Problem – In the listing below, print exactly the lines between the line holding "let Some(header_index) = lines.iter().position(|line|" and the line holding "let delimiter = DelimiterStrategy::for_header_line(header_line);", inclusive, and no more.

Data section –
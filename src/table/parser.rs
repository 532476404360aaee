use super::classify::{RowShape, classify_row};
use super::patterns::{TablePatterns, is_divider_line, is_header_line, strip_markup};
use super::{DelimiterStrategy, ParsedRow, ParsedTable};

pub(crate) fn parse_table(raw: &str, patterns: &TablePatterns) -> ParsedTable {
    let lines = raw
        .lines()
        .filter(|line| !line.trim().is_empty())
        .collect::<Vec<&str>>();

    let Some(header_index) = lines.iter().position(|line| is_header_line(line)) else {
        return ParsedTable::default();
    };

    let header_line = lines[header_index];
    let delimiter = DelimiterStrategy::for_header_line(header_line);
    let headers = non_empty_cells(&split_raw_cells(header_line, delimiter, patterns));

    let mut rows = Vec::<ParsedRow>::new();
    for &line in &lines[header_index + 1..] {
        if is_divider_line(line) {
            continue;
        }

        let raw_cells = split_raw_cells(line, delimiter, patterns);
        let cells = non_empty_cells(&raw_cells);
        if cells.is_empty() {
            continue;
        }

        let shape = RowShape {
            line,
            raw_cells: &raw_cells,
            cells: &cells,
            delimiter,
        };
        let role = classify_row(&shape, patterns);
        rows.push(ParsedRow { cells, role });
    }

    ParsedTable {
        headers,
        rows,
        delimiter: Some(delimiter),
    }
}

/// Splits a line into cleaned cells, keeping empty positions so that blank
/// columns stay visible to the classifier.
pub(crate) fn split_raw_cells(
    line: &str,
    delimiter: DelimiterStrategy,
    patterns: &TablePatterns,
) -> Vec<String> {
    let trimmed = line.trim();

    match delimiter {
        DelimiterStrategy::Pipe => {
            let mut content = trimmed;
            if let Some(without_leading) = content.strip_prefix('|') {
                content = without_leading;
            }
            if let Some(without_trailing) = content.strip_suffix('|') {
                content = without_trailing;
            }

            content.split('|').map(strip_markup).collect()
        }
        DelimiterStrategy::WhitespaceRun => patterns
            .whitespace_run()
            .split(trimmed)
            .map(strip_markup)
            .collect(),
    }
}

fn non_empty_cells(raw_cells: &[String]) -> Vec<String> {
    raw_cells
        .iter()
        .filter(|cell| !cell.is_empty())
        .cloned()
        .collect()
}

Response area –
    let Some(header_index) = lines.iter().position(|line| is_header_line(line)) else {
        return ParsedTable::default();
    };

    let header_line = lines[header_index];
    let delimiter = DelimiterStrategy::for_header_line(header_line);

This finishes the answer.